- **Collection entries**
——————
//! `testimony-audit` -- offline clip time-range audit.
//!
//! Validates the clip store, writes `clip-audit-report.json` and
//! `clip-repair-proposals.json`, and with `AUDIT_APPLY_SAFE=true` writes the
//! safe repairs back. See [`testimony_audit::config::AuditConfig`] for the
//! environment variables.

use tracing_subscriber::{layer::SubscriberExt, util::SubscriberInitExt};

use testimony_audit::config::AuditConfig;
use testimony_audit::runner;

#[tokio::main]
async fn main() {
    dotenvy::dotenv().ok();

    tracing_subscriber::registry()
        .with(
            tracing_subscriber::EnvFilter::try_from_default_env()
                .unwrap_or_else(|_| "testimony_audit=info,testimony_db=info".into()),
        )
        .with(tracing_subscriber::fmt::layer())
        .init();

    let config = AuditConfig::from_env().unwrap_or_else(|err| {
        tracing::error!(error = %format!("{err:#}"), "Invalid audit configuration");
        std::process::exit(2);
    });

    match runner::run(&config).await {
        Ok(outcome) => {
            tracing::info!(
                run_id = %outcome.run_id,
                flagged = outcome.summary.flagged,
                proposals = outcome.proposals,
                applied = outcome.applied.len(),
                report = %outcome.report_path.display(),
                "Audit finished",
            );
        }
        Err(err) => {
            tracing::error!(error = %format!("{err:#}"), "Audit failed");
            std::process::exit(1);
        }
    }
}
——————
- **WHAT IS BEING ASKED**
Output the complete data exactly as written.

- **EXERCISE RESULT**
//! `testimony-audit` -- offline clip time-range audit.
//!
//! Validates the clip store, writes `clip-audit-report.json` and
//! `clip-repair-proposals.json`, and with `AUDIT_APPLY_SAFE=true` writes the
//! safe repairs back. See [`testimony_audit::config::AuditConfig`] for the
//! environment variables.

use tracing_subscriber::{layer::SubscriberExt, util::SubscriberInitExt};

use testimony_audit::config::AuditConfig;
use testimony_audit::runner;

#[tokio::main]
async fn main() {
    dotenvy::dotenv().ok();

    tracing_subscriber::registry()
        .with(
            tracing_subscriber::EnvFilter::try_from_default_env()
                .unwrap_or_else(|_| "testimony_audit=info,testimony_db=info".into()),
        )
        .with(tracing_subscriber::fmt::layer())
        .init();

    let config = AuditConfig::from_env().unwrap_or_else(|err| {
        tracing::error!(error = %format!("{err:#}"), "Invalid audit configuration");
        std::process::exit(2);
    });

    match runner::run(&config).await {
        Ok(outcome) => {
            tracing::info!(
                run_id = %outcome.run_id,
                flagged = outcome.summary.flagged,
                proposals = outcome.proposals,
                applied = outcome.applied.len(),
                report = %outcome.report_path.display(),
                "Audit finished",
            );
        }
        Err(err) => {
            tracing::error!(error = %format!("{err:#}"), "Audit failed");
            std::process::exit(1);
        }
    }
}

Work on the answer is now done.